Загорелся князенька, потребовал запрячь. Привели ему с конюшни каурую кобылку: бабенина любимца, пояснили, немолодая уже, да ещё тяглая. Запрягли. Кобылка взялась мягко и ладно – бубенцы на дуге не дрогнули, да пошла-то степенно, ровно мужня жёнка под коромыслом. Миновали улицу, другую. Кобылка трусила в охотку, но – что приметил возница – будто клонит в одну сторону. Князенька поводья опустил, гадая, что будет, куда вывезет каурая. А кобылка покатила вдоль реки и вывела не куда-то, а к крестовому храму. Вожатый вершник оказался крещёным. Он и пояснил, что церковь эту древесну в честь Живоначальной Троицы заложила христовая княгиня.

Вернулся Владимир на вечевую площадь. То румянцем щёки играли, а тут забледнел. Велел другую лошадь запрячь в бабенины сани. Привели ему молодого игреневого жеребчика. Тот бесом вьётся, кобенится, шею выгибает.
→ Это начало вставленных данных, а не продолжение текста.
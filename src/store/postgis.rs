//! PostGIS-backed grid store.
//!
//! Tables used (SRID 4326 throughout):
//!
//! - `projects (id, boundary_geom)`
//! - `project_areas (id, project_id, boundary_geom, min_cell_area_km2,
//!   max_cell_area_km2, num_resolutions, grids_generated)`
//! - `project_grid_cells (id, project_id, area_id, h3_index, resolution, geometry)`
//!
//! Geometries cross the wire as GeoJSON text (`ST_AsGeoJSON`) on the way out
//! and as WKT (`ST_GeomFromText`) on the way in. Tiles are produced by the
//! database with `ST_AsMVT`.

use async_trait::async_trait;
use bytes::Bytes;
use geo_types::MultiPolygon;
use sqlx::postgres::{PgPool, PgPoolOptions};
use sqlx::{FromRow, Postgres, QueryBuilder};
use tracing::{debug, info};
use uuid::Uuid;

use crate::error::StoreError;
use crate::geometry::{multi_polygon_to_geojson, polygon_to_wkt, BoundaryGeometry};
use crate::tile::{TileBounds, LAYER_NAME, TILE_BUFFER, TILE_EXTENT};

use super::{
    AreaRecord, CellFilter, CellRecord, GridScope, GridStore, NewGridCell, ProjectRecord,
    ResolutionCount,
};

/// Connection pool settings.
#[derive(Debug, Clone)]
pub struct PostgisOptions {
    pub max_connections: u32,
}

impl Default for PostgisOptions {
    fn default() -> Self {
        Self { max_connections: 10 }
    }
}

// =============================================================================
// Rows
// =============================================================================

#[derive(Debug, FromRow)]
struct AreaRow {
    id: Uuid,
    project_id: Uuid,
    boundary: Option<String>,
    min_cell_area_km2: Option<f64>,
    max_cell_area_km2: Option<f64>,
    num_resolutions: Option<i32>,
    grids_generated: Option<bool>,
}

#[derive(Debug, FromRow)]
struct ProjectRow {
    id: Uuid,
    boundary: Option<String>,
}

#[derive(Debug, FromRow)]
struct ResolutionRow {
    resolution: i32,
    count: i64,
}

#[derive(Debug, FromRow)]
struct CellRow {
    h3_index: String,
    resolution: i32,
    area_id: Option<Uuid>,
    geojson: String,
}

impl CellRow {
    fn into_record(self) -> Result<CellRecord, StoreError> {
        let boundary = match BoundaryGeometry::from_geojson_str(&self.geojson) {
            Ok(BoundaryGeometry::Polygon(polygon)) => polygon,
            Ok(other) => {
                return Err(StoreError::Decode(format!(
                    "cell {} has a {} geometry",
                    self.h3_index,
                    other.kind()
                )))
            }
            Err(e) => return Err(StoreError::Decode(e.to_string())),
        };
        Ok(CellRecord {
            resolution: decode_resolution(self.resolution)?,
            h3_index: self.h3_index,
            area_id: self.area_id,
            boundary,
        })
    }
}

fn decode_resolution(value: i32) -> Result<u8, StoreError> {
    u8::try_from(value)
        .ok()
        .filter(|r| *r <= 15)
        .ok_or_else(|| StoreError::Decode(format!("resolution {} out of range", value)))
}

fn decode_boundary(text: Option<String>) -> Result<Option<BoundaryGeometry>, StoreError> {
    text.map(|t| BoundaryGeometry::from_geojson_str(&t))
        .transpose()
        .map_err(|e| StoreError::Decode(e.to_string()))
}

fn store_error(e: sqlx::Error) -> StoreError {
    match e {
        sqlx::Error::Io(_)
        | sqlx::Error::Tls(_)
        | sqlx::Error::PoolTimedOut
        | sqlx::Error::PoolClosed
        | sqlx::Error::Configuration(_) => StoreError::Connection(e.to_string()),
        sqlx::Error::ColumnDecode { .. } | sqlx::Error::Decode(_) => {
            StoreError::Decode(e.to_string())
        }
        other => StoreError::Query(other.to_string()),
    }
}

/// Append the `WHERE` clause selecting the cells of `filter`.
fn push_filter(builder: &mut QueryBuilder<'_, Postgres>, filter: &CellFilter) {
    match *filter {
        CellFilter::Area(area_id) => {
            builder.push(" WHERE area_id = ").push_bind(area_id);
        }
        CellFilter::Project {
            project_id,
            area_id,
        } => {
            builder.push(" WHERE project_id = ").push_bind(project_id);
            if let Some(area_id) = area_id {
                builder.push(" AND area_id = ").push_bind(area_id);
            }
        }
    }
}

fn push_envelope(builder: &mut QueryBuilder<'_, Postgres>, bounds: &TileBounds) {
    builder
        .push("ST_MakeEnvelope(")
        .push_bind(bounds.xmin)
        .push(", ")
        .push_bind(bounds.ymin)
        .push(", ")
        .push_bind(bounds.xmax)
        .push(", ")
        .push_bind(bounds.ymax)
        .push(", 3857)");
}

// =============================================================================
// PostgisGridStore
// =============================================================================

/// Grid store over a PostgreSQL/PostGIS connection pool.
#[derive(Clone)]
pub struct PostgisGridStore {
    pool: PgPool,
}

impl PostgisGridStore {
    /// Connect a pool to `database_url`.
    pub async fn connect(database_url: &str, options: PostgisOptions) -> Result<Self, StoreError> {
        let pool = PgPoolOptions::new()
            .max_connections(options.max_connections)
            .connect(database_url)
            .await
            .map_err(|e| StoreError::Connection(e.to_string()))?;

        info!(
            max_connections = options.max_connections,
            "Connected to PostGIS"
        );
        Ok(Self { pool })
    }

    /// Wrap an existing pool.
    pub fn from_pool(pool: PgPool) -> Self {
        Self { pool }
    }
}

#[async_trait]
impl GridStore for PostgisGridStore {
    async fn area(&self, area_id: Uuid) -> Result<Option<AreaRecord>, StoreError> {
        let row = sqlx::query_as::<_, AreaRow>(
            "SELECT id, project_id, ST_AsGeoJSON(boundary_geom) AS boundary, \
             min_cell_area_km2, max_cell_area_km2, num_resolutions, grids_generated \
             FROM project_areas WHERE id = $1",
        )
        .bind(area_id)
        .fetch_optional(&self.pool)
        .await
        .map_err(store_error)?;

        row.map(|row| {
            Ok(AreaRecord {
                id: row.id,
                project_id: row.project_id,
                boundary: decode_boundary(row.boundary)?,
                min_cell_area_km2: row.min_cell_area_km2,
                max_cell_area_km2: row.max_cell_area_km2,
                num_resolutions: row.num_resolutions,
                grids_generated: row.grids_generated.unwrap_or(false),
            })
        })
        .transpose()
    }

    async fn project(&self, project_id: Uuid) -> Result<Option<ProjectRecord>, StoreError> {
        let row = sqlx::query_as::<_, ProjectRow>(
            "SELECT id, ST_AsGeoJSON(boundary_geom) AS boundary FROM projects WHERE id = $1",
        )
        .bind(project_id)
        .fetch_optional(&self.pool)
        .await
        .map_err(store_error)?;

        row.map(|row| {
            Ok(ProjectRecord {
                id: row.id,
                boundary: decode_boundary(row.boundary)?,
            })
        })
        .transpose()
    }

    async fn delete_cells(&self, scope: &GridScope) -> Result<u64, StoreError> {
        let result = sqlx::query(
            "DELETE FROM project_grid_cells \
             WHERE project_id = $1 AND area_id IS NOT DISTINCT FROM $2",
        )
        .bind(scope.project_id)
        .bind(scope.area_id)
        .execute(&self.pool)
        .await
        .map_err(store_error)?;

        Ok(result.rows_affected())
    }

    async fn insert_cells(&self, scope: &GridScope, cells: &[NewGridCell]) -> Result<(), StoreError> {
        if cells.is_empty() {
            return Ok(());
        }

        let mut builder: QueryBuilder<'_, Postgres> = QueryBuilder::new(
            "INSERT INTO project_grid_cells (id, project_id, area_id, h3_index, resolution, geometry) ",
        );
        builder.push_values(cells, |mut row, cell| {
            row.push_bind(Uuid::new_v4())
                .push_bind(scope.project_id)
                .push_bind(scope.area_id)
                .push_bind(cell.h3_index.clone())
                .push_bind(cell.resolution as i32)
                .push("ST_GeomFromText(")
                .push_bind_unseparated(polygon_to_wkt(&cell.boundary))
                .push_unseparated(", 4326)");
        });

        let mut tx = self.pool.begin().await.map_err(store_error)?;
        builder
            .build()
            .execute(&mut *tx)
            .await
            .map_err(store_error)?;
        tx.commit().await.map_err(store_error)?;

        debug!(cells = cells.len(), scope = %scope, "Committed cell batch");
        Ok(())
    }

    async fn mark_grids_generated(&self, area_id: Uuid) -> Result<(), StoreError> {
        sqlx::query("UPDATE project_areas SET grids_generated = TRUE WHERE id = $1")
            .bind(area_id)
            .execute(&self.pool)
            .await
            .map_err(store_error)?;
        Ok(())
    }

    async fn resolutions(&self, filter: &CellFilter) -> Result<Vec<ResolutionCount>, StoreError> {
        let mut builder =
            QueryBuilder::new("SELECT resolution, COUNT(*) AS count FROM project_grid_cells");
        push_filter(&mut builder, filter);
        builder.push(" GROUP BY resolution ORDER BY resolution");

        let rows: Vec<ResolutionRow> = builder
            .build_query_as()
            .fetch_all(&self.pool)
            .await
            .map_err(store_error)?;

        rows.into_iter()
            .map(|row| {
                Ok(ResolutionCount {
                    resolution: decode_resolution(row.resolution)?,
                    count: row.count.max(0) as u64,
                })
            })
            .collect()
    }

    async fn cells(
        &self,
        filter: &CellFilter,
        resolution: Option<u8>,
    ) -> Result<Vec<CellRecord>, StoreError> {
        let mut builder = QueryBuilder::new(
            "SELECT h3_index, resolution, area_id, ST_AsGeoJSON(geometry) AS geojson \
             FROM project_grid_cells",
        );
        push_filter(&mut builder, filter);
        if let Some(resolution) = resolution {
            builder
                .push(" AND resolution = ")
                .push_bind(resolution as i32);
        }
        builder.push(" ORDER BY resolution, h3_index");

        let rows: Vec<CellRow> = builder
            .build_query_as()
            .fetch_all(&self.pool)
            .await
            .map_err(store_error)?;

        rows.into_iter().map(CellRow::into_record).collect()
    }

    async fn union_of_cells(
        &self,
        filter: &CellFilter,
        h3_indices: &[String],
    ) -> Result<Option<MultiPolygon<f64>>, StoreError> {
        let mut builder = QueryBuilder::new(
            "SELECT ST_AsGeoJSON(ST_Multi(ST_CollectionExtract(ST_Union(geometry), 3))) \
             FROM project_grid_cells",
        );
        push_filter(&mut builder, filter);
        builder
            .push(" AND h3_index = ANY(")
            .push_bind(h3_indices.to_vec())
            .push(")");

        let union: Option<String> = builder
            .build_query_scalar()
            .fetch_one(&self.pool)
            .await
            .map_err(store_error)?;

        union
            .map(|text| {
                BoundaryGeometry::from_geojson_str(&text)
                    .map(BoundaryGeometry::into_multi_polygon)
                    .map_err(|e| StoreError::Decode(e.to_string()))
            })
            .transpose()
            .map(|union| union.filter(|m| !m.0.is_empty()))
    }

    async fn cells_intersecting(
        &self,
        filter: &CellFilter,
        resolution: u8,
        geometry: &MultiPolygon<f64>,
    ) -> Result<Vec<CellRecord>, StoreError> {
        let mut builder = QueryBuilder::new(
            "SELECT h3_index, resolution, area_id, ST_AsGeoJSON(geometry) AS geojson \
             FROM project_grid_cells",
        );
        push_filter(&mut builder, filter);
        builder
            .push(" AND resolution = ")
            .push_bind(resolution as i32)
            .push(" AND ST_Intersects(geometry, ST_SetSRID(ST_GeomFromGeoJSON(")
            .push_bind(multi_polygon_to_geojson(geometry).to_string())
            .push("), 4326)) ORDER BY h3_index");

        let rows: Vec<CellRow> = builder
            .build_query_as()
            .fetch_all(&self.pool)
            .await
            .map_err(store_error)?;

        rows.into_iter().map(CellRow::into_record).collect()
    }

    async fn render_tile(
        &self,
        filter: &CellFilter,
        resolution: u8,
        bounds: &TileBounds,
    ) -> Result<Option<Bytes>, StoreError> {
        let mut builder = QueryBuilder::new("SELECT ST_AsMVT(tile, ");
        builder
            .push_bind(LAYER_NAME)
            .push(", ")
            .push_bind(TILE_EXTENT as i32)
            .push(", 'geom') FROM (SELECT h3_index, area_id::text AS area_id, ST_AsMVTGeom(ST_Transform(geometry, 3857), ");
        push_envelope(&mut builder, bounds);
        builder
            .push(", ")
            .push_bind(TILE_EXTENT as i32)
            .push(", ")
            .push_bind(TILE_BUFFER as i32)
            .push(", true) AS geom FROM project_grid_cells");
        push_filter(&mut builder, filter);
        builder
            .push(" AND resolution = ")
            .push_bind(resolution as i32)
            .push(" AND geometry && ST_Transform(");
        push_envelope(&mut builder, bounds);
        builder.push(", 4326)) AS tile WHERE geom IS NOT NULL");

        let data: Option<Vec<u8>> = builder
            .build_query_scalar()
            .fetch_one(&self.pool)
            .await
            .map_err(store_error)?;

        Ok(data.filter(|d| !d.is_empty()).map(Bytes::from))
    }
}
А вступил в оглобли, будто подменили – запритих, присмирел, ровно старый мерин сделался. Князенька тронул, не в пример с кобылкой, завернул ошуйной вожжой и только потом, когда далече откатили от реки, поводья ослабил. И что же? Да то же самое. Игреневый орь уже другой дорогой привёз его к Ольгиной молельне.

В третий раз пытать судьбу князь не стал. Призадумался, нащупал на груди ладанку, где покоился бабенин дар – кипарисовый крестик. Глянул на гречанина-мниха, который вышел на крылечко и, кланяясь, вроде бы манит. И уже было направился Владимир к храму. Да тут остановил его Добрыня. Видя смятение отрока, он велел подать другие сани. Да пошире, попросторнее, да чтобы с запятками. Мол, не в свои сани не садись, княже, – твои иные. И всё с шутками-прибаутками, облегчая Владимиру сердце.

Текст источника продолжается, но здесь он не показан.